**Task item**
For this exercise, reproduce the entries below exactly, but only from the line containing "pub use self::view::*;" through the line containing "be linear. Components", both included.

Data: Begin

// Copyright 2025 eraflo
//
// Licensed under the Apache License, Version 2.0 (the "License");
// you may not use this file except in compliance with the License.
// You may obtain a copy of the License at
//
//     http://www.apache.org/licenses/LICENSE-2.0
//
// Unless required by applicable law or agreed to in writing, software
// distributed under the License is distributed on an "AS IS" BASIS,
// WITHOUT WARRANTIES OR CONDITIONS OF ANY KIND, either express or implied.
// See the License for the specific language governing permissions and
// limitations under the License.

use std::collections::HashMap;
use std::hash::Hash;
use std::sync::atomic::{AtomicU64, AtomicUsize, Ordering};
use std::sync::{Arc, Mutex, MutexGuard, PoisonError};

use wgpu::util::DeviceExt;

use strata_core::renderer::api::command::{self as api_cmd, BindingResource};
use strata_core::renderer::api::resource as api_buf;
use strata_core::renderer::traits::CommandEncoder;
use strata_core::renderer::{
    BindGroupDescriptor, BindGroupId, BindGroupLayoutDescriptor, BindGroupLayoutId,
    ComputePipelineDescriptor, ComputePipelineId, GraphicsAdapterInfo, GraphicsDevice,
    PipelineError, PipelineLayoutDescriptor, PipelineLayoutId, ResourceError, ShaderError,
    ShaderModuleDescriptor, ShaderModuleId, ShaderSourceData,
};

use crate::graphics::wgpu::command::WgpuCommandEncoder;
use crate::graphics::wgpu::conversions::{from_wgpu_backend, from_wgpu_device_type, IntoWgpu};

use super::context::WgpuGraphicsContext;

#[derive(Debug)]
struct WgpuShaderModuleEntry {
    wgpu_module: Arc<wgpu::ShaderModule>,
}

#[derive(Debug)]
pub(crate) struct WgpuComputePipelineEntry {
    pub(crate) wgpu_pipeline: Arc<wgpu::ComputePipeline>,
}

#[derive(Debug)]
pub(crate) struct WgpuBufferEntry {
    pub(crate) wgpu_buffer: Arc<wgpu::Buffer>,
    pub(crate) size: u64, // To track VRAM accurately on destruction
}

Data: End
Data: Begin

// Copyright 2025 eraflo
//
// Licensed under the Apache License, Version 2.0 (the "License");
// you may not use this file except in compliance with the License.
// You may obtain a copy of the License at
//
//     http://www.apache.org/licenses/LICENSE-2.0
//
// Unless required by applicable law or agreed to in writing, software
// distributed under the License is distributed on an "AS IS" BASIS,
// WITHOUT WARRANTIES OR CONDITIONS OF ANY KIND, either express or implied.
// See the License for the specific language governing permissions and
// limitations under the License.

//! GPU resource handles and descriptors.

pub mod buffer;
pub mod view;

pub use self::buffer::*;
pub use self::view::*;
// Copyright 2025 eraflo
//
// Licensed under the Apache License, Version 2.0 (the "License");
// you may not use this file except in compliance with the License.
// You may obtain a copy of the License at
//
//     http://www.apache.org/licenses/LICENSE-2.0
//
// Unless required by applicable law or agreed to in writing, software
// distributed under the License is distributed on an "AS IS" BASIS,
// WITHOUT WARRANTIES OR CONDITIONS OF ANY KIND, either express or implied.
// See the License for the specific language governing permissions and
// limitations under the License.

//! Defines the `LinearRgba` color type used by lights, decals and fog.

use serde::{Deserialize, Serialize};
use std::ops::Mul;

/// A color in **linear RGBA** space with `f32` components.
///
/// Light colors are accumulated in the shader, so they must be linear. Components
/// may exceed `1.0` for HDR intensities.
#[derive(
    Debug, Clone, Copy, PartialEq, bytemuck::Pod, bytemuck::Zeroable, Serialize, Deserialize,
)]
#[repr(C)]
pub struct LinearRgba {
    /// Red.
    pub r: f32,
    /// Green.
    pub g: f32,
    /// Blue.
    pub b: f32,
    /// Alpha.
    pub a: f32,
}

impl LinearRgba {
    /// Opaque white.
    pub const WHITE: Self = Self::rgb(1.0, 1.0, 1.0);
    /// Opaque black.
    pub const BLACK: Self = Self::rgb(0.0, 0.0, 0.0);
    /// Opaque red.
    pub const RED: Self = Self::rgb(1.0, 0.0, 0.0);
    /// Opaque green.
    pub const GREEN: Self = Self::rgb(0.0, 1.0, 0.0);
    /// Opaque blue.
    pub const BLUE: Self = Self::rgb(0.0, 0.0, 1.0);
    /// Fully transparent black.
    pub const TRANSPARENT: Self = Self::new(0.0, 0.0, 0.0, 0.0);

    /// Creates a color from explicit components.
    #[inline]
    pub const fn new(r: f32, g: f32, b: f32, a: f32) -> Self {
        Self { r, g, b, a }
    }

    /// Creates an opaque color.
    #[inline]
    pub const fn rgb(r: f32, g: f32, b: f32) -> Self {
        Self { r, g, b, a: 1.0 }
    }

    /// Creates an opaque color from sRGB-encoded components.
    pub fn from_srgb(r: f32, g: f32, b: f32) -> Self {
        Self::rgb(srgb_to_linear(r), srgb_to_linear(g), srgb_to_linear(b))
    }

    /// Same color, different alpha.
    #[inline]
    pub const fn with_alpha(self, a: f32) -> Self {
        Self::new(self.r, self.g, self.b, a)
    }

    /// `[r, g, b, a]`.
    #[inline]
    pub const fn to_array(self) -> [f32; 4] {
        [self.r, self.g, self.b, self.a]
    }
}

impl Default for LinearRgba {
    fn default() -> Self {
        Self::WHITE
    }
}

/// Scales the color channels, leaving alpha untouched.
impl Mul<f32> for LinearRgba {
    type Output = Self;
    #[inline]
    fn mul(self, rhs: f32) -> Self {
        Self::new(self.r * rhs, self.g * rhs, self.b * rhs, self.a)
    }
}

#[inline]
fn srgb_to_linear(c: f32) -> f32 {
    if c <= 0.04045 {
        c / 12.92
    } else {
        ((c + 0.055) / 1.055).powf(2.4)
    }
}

Data: End

**Solution to this task**
pub use self::view::*;
// Copyright 2025 eraflo
//
// Licensed under the Apache License, Version 2.0 (the "License");
// you may not use this file except in compliance with the License.
// You may obtain a copy of the License at
//
//     http://www.apache.org/licenses/LICENSE-2.0
//
// Unless required by applicable law or agreed to in writing, software
// distributed under the License is distributed on an "AS IS" BASIS,
// WITHOUT WARRANTIES OR CONDITIONS OF ANY KIND, either express or implied.
// See the License for the specific language governing permissions and
// limitations under the License.

//! Defines the `LinearRgba` color type used by lights, decals and fog.

use serde::{Deserialize, Serialize};
use std::ops::Mul;

/// A color in **linear RGBA** space with `f32` components.
///
/// Light colors are accumulated in the shader, so they must be linear. Components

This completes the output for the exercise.